§ **What is needed**:
For the entries below, report the number of lines containing "PersonAction", without any other content.

§ **Available data**:

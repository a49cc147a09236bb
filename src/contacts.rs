//! Contacts
//!
//! Grouping, initials, color assignment, contact form hygiene and the
//! ownership rule for editing accounts.

use serde_json::{json, Value};

use crate::error::{check_fields, AppError, FieldError, PersonAction};
use crate::models::Person;
use crate::session::Session;
use crate::validation::{email_is_valid, CANNOT_BE_EMPTY, EMAIL_INVALID};

/// Account colors, handed out in order
pub const PALETTE: [&str; 14] = [
    "#FF5EB3", "#6E52FF", "#9327FF", "#00BEE8", "#1FD7C1", "#FF745E", "#FFA35E",
    "#FC71FF", "#FFC701", "#0038FF", "#C3FF2B", "#FFE62B", "#FF4646", "#FFBB2B",
];

/// Color of the very first account
pub const FIRST_ACCOUNT_COLOR: &str = "#FF7A00";
/// Color of contacts added from the contacts page
pub const CONTACT_COLOR: &str = "#FF7A00";

// ========================
// Colors
// ========================

/// Color for a new account given the colors of existing accounts, oldest first.
/// The first unused palette entry wins; once all are taken the entry after the
/// newest account's color is reused.
pub fn next_account_color(used: &[String]) -> &'static str {
    if used.is_empty() {
        return FIRST_ACCOUNT_COLOR;
    }
    let taken = |color: &str| used.iter().any(|u| u.eq_ignore_ascii_case(color));
    if let Some(free) = PALETTE.iter().copied().find(|c| !taken(*c)) {
        return free;
    }
    let newest = used
        .iter()
        .rev()
        .find_map(|u| PALETTE.iter().position(|c| c.eq_ignore_ascii_case(u)));
    match newest {
        Some(i) => PALETTE[(i + 1) % PALETTE.len()],
        None => PALETTE[0],
    }
}

// ========================
// Display helpers
// ========================

/// `Anna Maria Alt` -> `AA`, `Anna` -> `A`, blank -> empty
pub fn initials(name: &str) -> String {
    let words: Vec<&str> = name.split_whitespace().collect();
    let first_letter = |word: &str| word.chars().next().map(|c| c.to_uppercase().collect::<String>());
    match words.as_slice() {
        [] => String::new(),
        [only] => first_letter(*only).unwrap_or_default(),
        [first, .., last] => {
            let mut out = first_letter(*first).unwrap_or_default();
            out.push_str(&first_letter(*last).unwrap_or_default());
            out
        }
    }
}

/// Initials of a name, falling back to the email, then `?`
pub fn badge_initials(name: &str, email: &str) -> String {
    let from_name = initials(name);
    if !from_name.is_empty() {
        return from_name;
    }
    let from_email = initials(email);
    if from_email.is_empty() { "?".to_string() } else { from_email }
}

/// One letter section of the contact list
#[derive(Debug, Clone, PartialEq, Eq)]
pub struct ContactGroup {
    pub letter: char,
    pub people: Vec<Person>,
}

/// Sort by name (case-insensitive) and group by first letter.
/// Nameless entries go under `#`.
pub fn group_by_initial(people: &[Person]) -> Vec<ContactGroup> {
    let mut sorted: Vec<&Person> = people.iter().collect();
    sorted.sort_by_key(|p| p.info().name.trim().to_lowercase());

    let mut groups: Vec<ContactGroup> = Vec::new();
    for person in sorted {
        let letter = person
            .info()
            .name
            .trim()
            .chars()
            .next()
            .and_then(|c| c.to_uppercase().next())
            .unwrap_or('#');
        match groups.iter_mut().find(|g| g.letter == letter) {
            Some(group) => group.people.push(person.clone()),
            None => groups.push(ContactGroup { letter, people: vec![person.clone()] }),
        }
    }
    groups.sort_by_key(|g| g.letter);
    groups
}

// ========================
// Contact form
// ========================

/// Raw contact form values
#[derive(Debug, Clone, Default, PartialEq, Eq)]
pub struct ContactInput {
    pub name: String,
    pub email: String,
    pub phone: String,
}

/// Names never contain digits
pub fn sanitize_name(raw: &str) -> String {
    raw.chars().filter(|c| !c.is_ascii_digit()).collect()
}

/// Phone numbers keep only digits and `+`
pub fn sanitize_phone(raw: &str) -> String {
    raw.chars().filter(|c| c.is_ascii_digit() || *c == '+').collect()
}

impl ContactInput {
    pub fn new(name: &str, email: &str, phone: &str) -> Self {
        Self {
            name: sanitize_name(name).trim().to_string(),
            email: email.trim().to_lowercase(),
            phone: sanitize_phone(phone),
        }
    }

    pub fn is_blank(&self) -> bool {
        self.name.is_empty() && self.email.is_empty() && self.phone.is_empty()
    }

    /// Something must be filled in; an email, when given, must look like one
    pub fn validate(&self) -> Result<(), AppError> {
        let mut errors = Vec::new();
        if self.is_blank() {
            errors.push(FieldError::new("contactName", CANNOT_BE_EMPTY));
        }
        if !self.email.is_empty() && !email_is_valid(&self.email) {
            errors.push(FieldError::new("contactEmail", EMAIL_INVALID));
        }
        check_fields(errors)
    }

    /// Fields written when saving `person`; account emails are fixed
    pub fn patch_body(&self, person: &Person) -> Value {
        match person {
            Person::Contact(_) => json!({ "name": self.name, "email": self.email, "phone": self.phone }),
            Person::Account(_) => json!({ "name": self.name, "phone": self.phone }),
        }
    }
}

// ========================
// Ownership
// ========================

impl Person {
    /// Accounts may only be changed by their owner; contacts by anyone.
    pub fn authorize(&self, action: PersonAction, session: &Session) -> Result<(), AppError> {
        match self {
            Person::Contact(_) => Ok(()),
            Person::Account(info) if session.owns(&info.id) => Ok(()),
            Person::Account(_) => Err(AppError::Unauthorized { action }),
        }
    }
}

#[cfg(test)]
mod tests {
    use super::*;
    use crate::models::PersonInfo;

    fn info(id: &str, name: &str) -> PersonInfo {
        PersonInfo {
            id: id.into(),
            name: name.into(),
            email: format!("{}@example.com", id),
            phone: String::new(),
            color: PALETTE[0].into(),
        }
    }

    fn colors(list: &[&str]) -> Vec<String> {
        list.iter().map(|c| c.to_string()).collect()
    }

    #[test]
    fn test_first_account_gets_fallback() {
        assert_eq!(next_account_color(&[]), FIRST_ACCOUNT_COLOR);
    }

    #[test]
    fn test_first_unused_palette_color() {
        assert_eq!(next_account_color(&colors(&["#FF5EB3"])), "#6E52FF");
        assert_eq!(next_account_color(&colors(&["#6E52FF", "#FF7A00"])), "#FF5EB3");
    }

    #[test]
    fn test_full_palette_wraps_after_newest() {
        assert_eq!(next_account_color(&colors(&PALETTE)), PALETTE[0]);

        let mut shuffled = colors(&PALETTE);
        shuffled.swap(3, 13);
        // Newest account now holds PALETTE[3]
        assert_eq!(next_account_color(&shuffled), PALETTE[4]);
    }

    #[test]
    fn test_initials() {
        assert_eq!(initials("Anna Maria Alt"), "AA");
        assert_eq!(initials("  ben  "), "B");
        assert_eq!(initials(""), "");
        assert_eq!(badge_initials("", "zoe@example.com"), "Z");
        assert_eq!(badge_initials(" ", ""), "?");
    }

    #[test]
    fn test_grouping_is_sorted() {
        let people = vec![
            Person::Contact(info("c1", "bob Stone")),
            Person::Account(info("a1", "Anna Alt")),
            Person::Contact(info("c2", "Berta Bay")),
            Person::Contact(info("c3", "")),
        ];
        let groups = group_by_initial(&people);
        let letters: Vec<char> = groups.iter().map(|g| g.letter).collect();
        assert_eq!(letters, vec!['#', 'A', 'B']);

        let b: Vec<&str> = groups[2].people.iter().map(|p| p.info().name.as_str()).collect();
        assert_eq!(b, vec!["Berta Bay", "bob Stone"]);
    }

    #[test]
    fn test_input_hygiene() {
        let input = ContactInput::new(" R2D2 Droid ", " R2@Example.com ", "+49 (0) 123-45");
        assert_eq!(input.name, "RD Droid");
        assert_eq!(input.email, "r2@example.com");
        assert_eq!(input.phone, "+49012345");
        assert!(input.validate().is_ok());
        assert!(ContactInput::new("", "", "").is_blank());
    }

    #[test]
    fn test_input_validation() {
        let err = ContactInput::new("", "", "").validate().unwrap_err();
        assert_eq!(err.message_for("contactName"), Some(CANNOT_BE_EMPTY));

        let err = ContactInput::new("", "not-an-email", "").validate().unwrap_err();
        assert_eq!(err.message_for("contactName"), None);
        assert_eq!(err.message_for("contactEmail"), Some(EMAIL_INVALID));

        assert!(ContactInput::new("", "only@mail.de", "").validate().is_ok());
    }

    #[test]
    fn test_single_field_is_enough() {
        assert!(ContactInput::new("Anna Alt", "", "").validate().is_ok());
        assert!(ContactInput::new("", "", "+4912").validate().is_ok());
    }

    #[test]
    fn test_account_patch_omits_email() {
        let input = ContactInput::new("Anna", "new@example.com", "1");
        let body = input.patch_body(&Person::Account(info("a1", "Anna")));
        assert!(body.get("email").is_none());
        let body = input.patch_body(&Person::Contact(info("c1", "Anna")));
        assert_eq!(body["email"], "new@example.com");
    }

    #[test]
    fn test_only_owner_changes_account() {
        let owner = Session { token: Some("a1".into()), name: Some("a1@example.com".into()) };
        let guest = Session { token: None, name: Some("guest".into()) };
        let account = Person::Account(info("a1", "Anna"));
        let contact = Person::Contact(info("c1", "Carl"));

        assert!(account.authorize(PersonAction::Edit, &owner).is_ok());
        assert!(matches!(
            account.authorize(PersonAction::Delete, &guest),
            Err(AppError::Unauthorized { action: PersonAction::Delete })
        ));
        assert!(contact.authorize(PersonAction::Delete, &guest).is_ok());
    }
}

§ **Result of this exercise**:
6